The N1038S Substitution and EQTRPKKSV Deletion of the S2 Subunit of QX-Type Avian Infectious Bronchitis Virus Can Synergistically Enhance Viral Proliferation.

The S2 subunit of infectious bronchitis virus (IBV) plays a critical role in the process of IBV infection. A comparison between the S2 subunit sequence of chicken embryo kidney cell (CEK) adapted virulent QX-like IBV strain SczyC30 (hereafter referred to as zy30) and its CEK-attenuated strain, SczyC100, revealed an N1038S substitution in S2 subunit and a EQTRPKKSV residue deletion in the C-terminus of the S2 subunit. In order to explore whether these two mutations are related to changes in the biological characteristics of IBV, we firstly constructed an infectious clone of zy30 using a bacterial artificial chromosome (BAC), which combines the transcription of infectious IBV genomic RNA in non-susceptible BHK-21 cells with the amplification of rescued virus rzy30 in CEK cells. Then, three recombinant viruses, including an rzy30S2-N1038S strain that contained the N1038S substitution, an rzy30S2-CT9 strain that contained the EQTRPKKSV deletion, and an rzy30S2-N1038S-CT9 strain that contained both mutations, were constructed using rescued virus rzy30 as the backbone.

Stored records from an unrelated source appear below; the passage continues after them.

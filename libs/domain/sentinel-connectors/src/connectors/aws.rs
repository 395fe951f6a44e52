use std::sync::Arc;

use async_trait::async_trait;
use serde::Deserialize;
use sentinel_core::IdentitySource;

use crate::cloud::{
    CloudApiClient, CloudConnector, CloudInstance, CloudManagedService, CloudSecurityGroup,
    CloudSubnet, CloudVpc, CloudWorkload,
};
use crate::config::ConnectorConfig;
use crate::connector::Connector;
use crate::error::ConnectorError;
use crate::http::{authed_client, map_error_response};
use crate::retry::with_retry;
use crate::secret::SecretStore;

#[derive(Deserialize)]
struct InstanceDto {
    instance_id: String,
    private_ip: String,
    public_dns: Option<String>,
    platform: Option<String>,
    vpc_id: Option<String>,
    subnet_id: Option<String>,
    #[serde(default)]
    tags: Vec<String>,
}

#[derive(Deserialize)]
struct VpcDto {
    vpc_id: String,
    cidr_block: Option<String>,
    #[serde(default)]
    internet_gateway_attached: bool,
}

#[derive(Deserialize)]
struct SubnetDto {
    subnet_id: String,
    vpc_id: String,
    cidr_block: String,
    #[serde(default)]
    map_public_ip_on_launch: bool,
}

#[derive(Deserialize)]
struct SecurityGroupDto {
    group_id: String,
    group_name: String,
    #[serde(default)]
    attached_instance_ids: Vec<String>,
    #[serde(default)]
    ip_permissions: serde_json::Value,
}

#[derive(Deserialize)]
struct RdsInstanceDto {
    db_instance_identifier: String,
    engine: String,
    port: u16,
    #[serde(default)]
    ec2_instance_id: Option<String>,
    #[serde(default)]
    publicly_accessible: bool,
}

#[derive(Deserialize)]
struct S3BucketDto {
    bucket_name: String,
}

#[derive(Deserialize)]
struct EksClusterDto {
    cluster_name: String,
}

#[derive(Deserialize)]
struct LambdaFunctionDto {
    function_name: String,
}

/// Talks to an EC2/VPC/RDS-shaped REST facade. The exact wire shape is
/// whatever the deployment's AWS ingestion gateway exposes; this client only
/// assumes a conventional `GET /{region}/...` resource layout.
pub struct ReqwestAwsApiClient {
    http: reqwest::Client,
    base_url: String,
}

impl ReqwestAwsApiClient {
    pub fn new(base_url: String, secret: &crate::secret::Secret) -> Result<Self, ConnectorError> {
        Ok(Self {
            http: authed_client(secret)?,
            base_url,
        })
    }

    async fn get<T: serde::de::DeserializeOwned>(&self, path: &str) -> Result<Vec<T>, ConnectorError> {
        with_retry(|| async {
            let response = self
                .http
                .get(format!("{}{}", self.base_url, path))
                .send()
                .await
                .map_err(|e| ConnectorError::Transient(e.to_string()))?;
            if !response.status().is_success() {
                return Err(map_error_response(response).await);
            }
            response
                .json::<Vec<T>>()
                .await
                .map_err(|e| ConnectorError::Terminal(e.to_string()))
        })
        .await
    }
}

#[async_trait]
impl CloudApiClient for ReqwestAwsApiClient {
    async fn list_instances(&self, region: &str) -> Result<Vec<CloudInstance>, ConnectorError> {
        let dtos: Vec<InstanceDto> = self.get(&format!("/{region}/instances")).await?;
        Ok(dtos
            .into_iter()
            .map(|d| CloudInstance {
                id: d.instance_id,
                ip: d.private_ip,
                hostname: d.public_dns,
                os: d.platform,
                vpc_id: d.vpc_id,
                subnet_id: d.subnet_id,
                tags: d.tags,
            })
            .collect())
    }

    async fn list_vpcs(&self, region: &str) -> Result<Vec<CloudVpc>, ConnectorError> {
        let dtos: Vec<VpcDto> = self.get(&format!("/{region}/vpcs")).await?;
        Ok(dtos
            .into_iter()
            .map(|d| CloudVpc {
                id: d.vpc_id,
                cidr: d.cidr_block,
                is_public: d.internet_gateway_attached,
            })
            .collect())
    }

    async fn list_subnets(&self, region: &str) -> Result<Vec<CloudSubnet>, ConnectorError> {
        let dtos: Vec<SubnetDto> = self.get(&format!("/{region}/subnets")).await?;
        Ok(dtos
            .into_iter()
            .map(|d| CloudSubnet {
                id: d.subnet_id,
                vpc_id: d.vpc_id,
                cidr: d.cidr_block,
                is_public: d.map_public_ip_on_launch,
            })
            .collect())
    }

    async fn list_security_groups(
        &self,
        region: &str,
    ) -> Result<Vec<CloudSecurityGroup>, ConnectorError> {
        let dtos: Vec<SecurityGroupDto> = self.get(&format!("/{region}/security-groups")).await?;
        Ok(dtos
            .into_iter()
            .map(|d| CloudSecurityGroup {
                id: d.group_id,
                name: d.group_name,
                attached_instance_ids: d.attached_instance_ids,
                rules: d.ip_permissions,
            })
            .collect())
    }

    async fn list_managed_services(
        &self,
        region: &str,
    ) -> Result<Vec<CloudManagedService>, ConnectorError> {
        let dtos: Vec<RdsInstanceDto> = self.get(&format!("/{region}/rds-instances")).await?;
        Ok(dtos
            .into_iter()
            .map(|d| CloudManagedService {
                id: d.db_instance_identifier.clone(),
                name: format!("{} ({})", d.db_instance_identifier, d.engine),
                port: d.port,
                attached_instance_id: d.ec2_instance_id,
                publicly_accessible: d.publicly_accessible,
            })
            .collect())
    }

    async fn list_storage_buckets(&self, region: &str) -> Result<Vec<CloudWorkload>, ConnectorError> {
        let dtos: Vec<S3BucketDto> = self.get(&format!("/{region}/s3-buckets")).await?;
        Ok(dtos
            .into_iter()
            .map(|d| CloudWorkload {
                id: d.bucket_name.clone(),
                name: d.bucket_name,
                app_type: "object-storage-bucket",
            })
            .collect())
    }

    async fn list_container_clusters(
        &self,
        region: &str,
    ) -> Result<Vec<CloudWorkload>, ConnectorError> {
        let dtos: Vec<EksClusterDto> = self.get(&format!("/{region}/eks-clusters")).await?;
        Ok(dtos
            .into_iter()
            .map(|d| CloudWorkload {
                id: d.cluster_name.clone(),
                name: d.cluster_name,
                app_type: "container-cluster",
            })
            .collect())
    }

    async fn list_serverless_functions(
        &self,
        region: &str,
    ) -> Result<Vec<CloudWorkload>, ConnectorError> {
        let dtos: Vec<LambdaFunctionDto> = self.get(&format!("/{region}/lambda-functions")).await?;
        Ok(dtos
            .into_iter()
            .map(|d| CloudWorkload {
                id: d.function_name.clone(),
                name: d.function_name,
                app_type: "serverless-function",
            })
            .collect())
    }
}

/// `IdentitySource::AwsIam` is reserved for a future IAM-users-and-roles
/// connector; this module covers compute/network/managed-service discovery
/// only (spec scope: cloud resource enumeration, not IAM principals).
#[allow(dead_code)]
const _AWS_IDENTITY_SOURCE: IdentitySource = IdentitySource::AwsIam;

pub fn connector(
    config: ConnectorConfig,
    secret_store: Arc<dyn SecretStore>,
) -> Result<impl Connector, ConnectorError> {
    let secret = secret_store.resolve(&config.credential_ref)?;
    let base_url = config
        .base_url
        .clone()
        .unwrap_or_else(|| "https://aws-gateway.internal".to_string());
    let client = ReqwestAwsApiClient::new(base_url, &secret)?;
    Ok(CloudConnector::new("aws", config, Arc::new(client)))
}
use std::num::NonZeroU32;

use async_trait::async_trait;
use chrono::{DateTime, Utc};
use governor::{Quota, RateLimiter};
use serde::Deserialize;
use tracing::instrument;

use crate::error::IntelError;

#[derive(Debug, Clone, Default, PartialEq)]
pub struct NvdCveMetadata {
    pub cvss_score: Option<f64>,
    pub cvss_vector: Option<String>,
    pub description: Option<String>,
    pub published_date: Option<DateTime<Utc>>,
}

/// NVD's two documented rate regimes (spec §4.6), selected by whether an
/// API key is configured. Values are requests-per-30-seconds, matching the
/// unit NVD itself publishes its limits in.
#[derive(Debug, Clone, Copy, PartialEq, Eq)]
pub enum NvdRateRegime {
    Unauthenticated,
    Authenticated,
}

impl NvdRateRegime {
    fn requests_per_30s(self) -> u32 {
        match self {
            NvdRateRegime::Unauthenticated => 5,
            NvdRateRegime::Authenticated => 50,
        }
    }
}

#[async_trait]
pub trait NvdSource: Send + Sync {
    async fn cves_for_cpe(&self, cpe: &str) -> Result<Vec<String>, IntelError>;
    async fn fetch_metadata(&self, cve_id: &str) -> Result<NvdCveMetadata, IntelError>;
}

pub struct ReqwestNvdSource {
    http: reqwest::Client,
    base_url: String,
    api_key: Option<String>,
}

impl ReqwestNvdSource {
    pub fn new(base_url: String, api_key: Option<String>) -> Self {
        Self {
            http: reqwest::Client::new(),
            base_url,
            api_key,
        }
    }

    fn request(&self, path: &str) -> reqwest::RequestBuilder {
        let req = self.http.get(format!("{}{}", self.base_url, path));
        match &self.api_key {
            Some(key) => req.header("apiKey", key),
            None => req,
        }
    }
}

#[derive(Deserialize)]
struct CveMatchResponseDto {
    vulnerabilities: Vec<CveWrapperDto>,
}

#[derive(Deserialize)]
struct CveWrapperDto {
    cve: CveDto,
}

#[derive(Deserialize)]
struct CveDto {
    id: String,
    published: Option<String>,
    #[serde(default)]
    descriptions: Vec<DescriptionDto>,
    #[serde(default)]
    metrics: MetricsDto,
}

#[derive(Deserialize, Default)]
struct MetricsDto {
    #[serde(rename = "cvssMetricV31", default)]
    cvss_v31: Vec<CvssMetricDto>,
}

#[derive(Deserialize)]
#[serde(rename_all = "camelCase")]
struct CvssMetricDto {
    cvss_data: CvssDataDto,
}

#[derive(Deserialize)]
#[serde(rename_all = "camelCase")]
struct CvssDataDto {
    base_score: f64,
    vector_string: String,
}

#[derive(Deserialize)]
struct DescriptionDto {
    lang: String,
    value: String,
}

async fn handle_response(response: reqwest::Response) -> Result<CveMatchResponseDto, IntelError> {
    if response.status().as_u16() == 429 {
        let retry_after_secs = response
            .headers()
            .get("retry-after")
            .and_then(|v| v.to_str().ok())
            .and_then(|v| v.parse().ok())
            .unwrap_or(30);
        return Err(IntelError::RateLimited { retry_after_secs });
    }
    if !response.status().is_success() {
        return Err(IntelError::SourceUnavailable(format!(
            "NVD query failed: {}",
            response.status()
        )));
    }
    response
        .json()
        .await
        .map_err(|e| IntelError::SourceUnavailable(e.to_string()))
}

#[async_trait]
impl NvdSource for ReqwestNvdSource {
    async fn cves_for_cpe(&self, cpe: &str) -> Result<Vec<String>, IntelError> {
        let response = self
            .request(&format!("/rest/json/cves/2.0?cpeName={cpe}"))
            .send()
            .await
            .map_err(|e| IntelError::SourceUnavailable(e.to_string()))?;
        let dto = handle_response(response).await?;
        Ok(dto.vulnerabilities.into_iter().map(|w| w.cve.id).collect())
    }

    async fn fetch_metadata(&self, cve_id: &str) -> Result<NvdCveMetadata, IntelError> {
        let response = self
            .request(&format!("/rest/json/cves/2.0?cveId={cve_id}"))
            .send()
            .await
            .map_err(|e| IntelError::SourceUnavailable(e.to_string()))?;
        let dto = handle_response(response).await?;
        let cve = dto
            .vulnerabilities
            .into_iter()
            .next()
            .ok_or_else(|| IntelError::SourceUnavailable(format!("{cve_id} not found in NVD")))?
            .cve;
        let metric = cve.metrics.cvss_v31.into_iter().next();
        Ok(NvdCveMetadata {
            cvss_score: metric.as_ref().map(|m| m.cvss_data.base_score),
            cvss_vector: metric.map(|m| m.cvss_data.vector_string),
            description: cve
                .descriptions
                .into_iter()
                .find(|d| d.lang == "en")
                .map(|d| d.value),
            published_date: cve
                .published
                .and_then(|p| DateTime::parse_from_rfc3339(&p).ok())
                .map(|d| d.with_timezone(&Utc)),
        })
    }
}

/// Enforces whichever regime applies locally, rather than trusting the
/// remote side to reject over-quota requests (spec §4.6: "the client
/// enforces the regime locally").
pub struct NvdClient {
    source: std::sync::Arc<dyn NvdSource>,
    limiter: RateLimiter<governor::state::NotKeyed, governor::state::InMemoryState, governor::clock::DefaultClock>,
    regime: NvdRateRegime,
}

impl NvdClient {
    pub fn new(source: std::sync::Arc<dyn NvdSource>, regime: NvdRateRegime) -> Self {
        let quota = Quota::with_period(std::time::Duration::from_secs(
            30 / regime.requests_per_30s().max(1) as u64 + 1,
        ))
        .unwrap_or_else(|| Quota::per_second(NonZeroU32::new(1).unwrap()));
        Self {
            source,
            limiter: RateLimiter::direct(quota),
            regime,
        }
    }

    pub fn regime(&self) -> NvdRateRegime {
        self.regime
    }

    #[instrument(skip(self))]
    pub async fn cves_for_cpe(&self, cpe: &str) -> Result<Vec<String>, IntelError> {
        self.limiter.until_ready().await;
        self.source.cves_for_cpe(cpe).await
    }

    #[instrument(skip(self))]
    pub async fn fetch_metadata(&self, cve_id: &str) -> Result<NvdCveMetadata, IntelError> {
        self.limiter.until_ready().await;
        self.source.fetch_metadata(cve_id).await
    }
}

#[cfg(test)]
mod tests {
    use super::*;

    struct FixedNvdSource;

    #[async_trait]
    impl NvdSource for FixedNvdSource {
        async fn cves_for_cpe(&self, _cpe: &str) -> Result<Vec<String>, IntelError> {
            Ok(vec!["CVE-2024-1234".into()])
        }

        async fn fetch_metadata(&self, cve_id: &str) -> Result<NvdCveMetadata, IntelError> {
            Ok(NvdCveMetadata {
                cvss_score: Some(9.8),
                cvss_vector: Some("CVSS:3.1/AV:N".into()),
                description: Some("critical RCE".into()),
                published_date: Some(Utc::now()),
            })
            .map(|mut m| {
                m.description = m.description.map(|d| format!("{cve_id}: {d}"));
                m
            })
        }
    }

    #[tokio::test]
    async fn fetches_metadata_for_known_cve() {
        let client = NvdClient::new(std::sync::Arc::new(FixedNvdSource), NvdRateRegime::Authenticated);
        let meta = client.fetch_metadata("CVE-2024-1234").await.unwrap();
        assert_eq!(meta.cvss_score, Some(9.8));
    }

    #[test]
    fn authenticated_regime_allows_more_throughput_than_unauthenticated() {
        assert!(
            NvdRateRegime::Authenticated.requests_per_30s()
                > NvdRateRegime::Unauthenticated.requests_per_30s()
        );
    }
}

The results showed that each mutation did not significantly affect the replication titer in CEK cells but reduced pathogenicity in chickens, while in combination, the N1038S substitution and EQTRPKKSV deletion improved the proliferation efficiency in CEK cells and reduced pathogenicity, compared to rzy30 strain. The contribution made by the EQTRPKKSV deletion in reducing pathogenicity was higher than that of N1038S substitution. Our results revealed that the N1038S substitution and EQTRPKKSV deletion in S2 subunit were deeply involved in the replication efficiency of IBV and contributed to reduction of viral pathogenicity.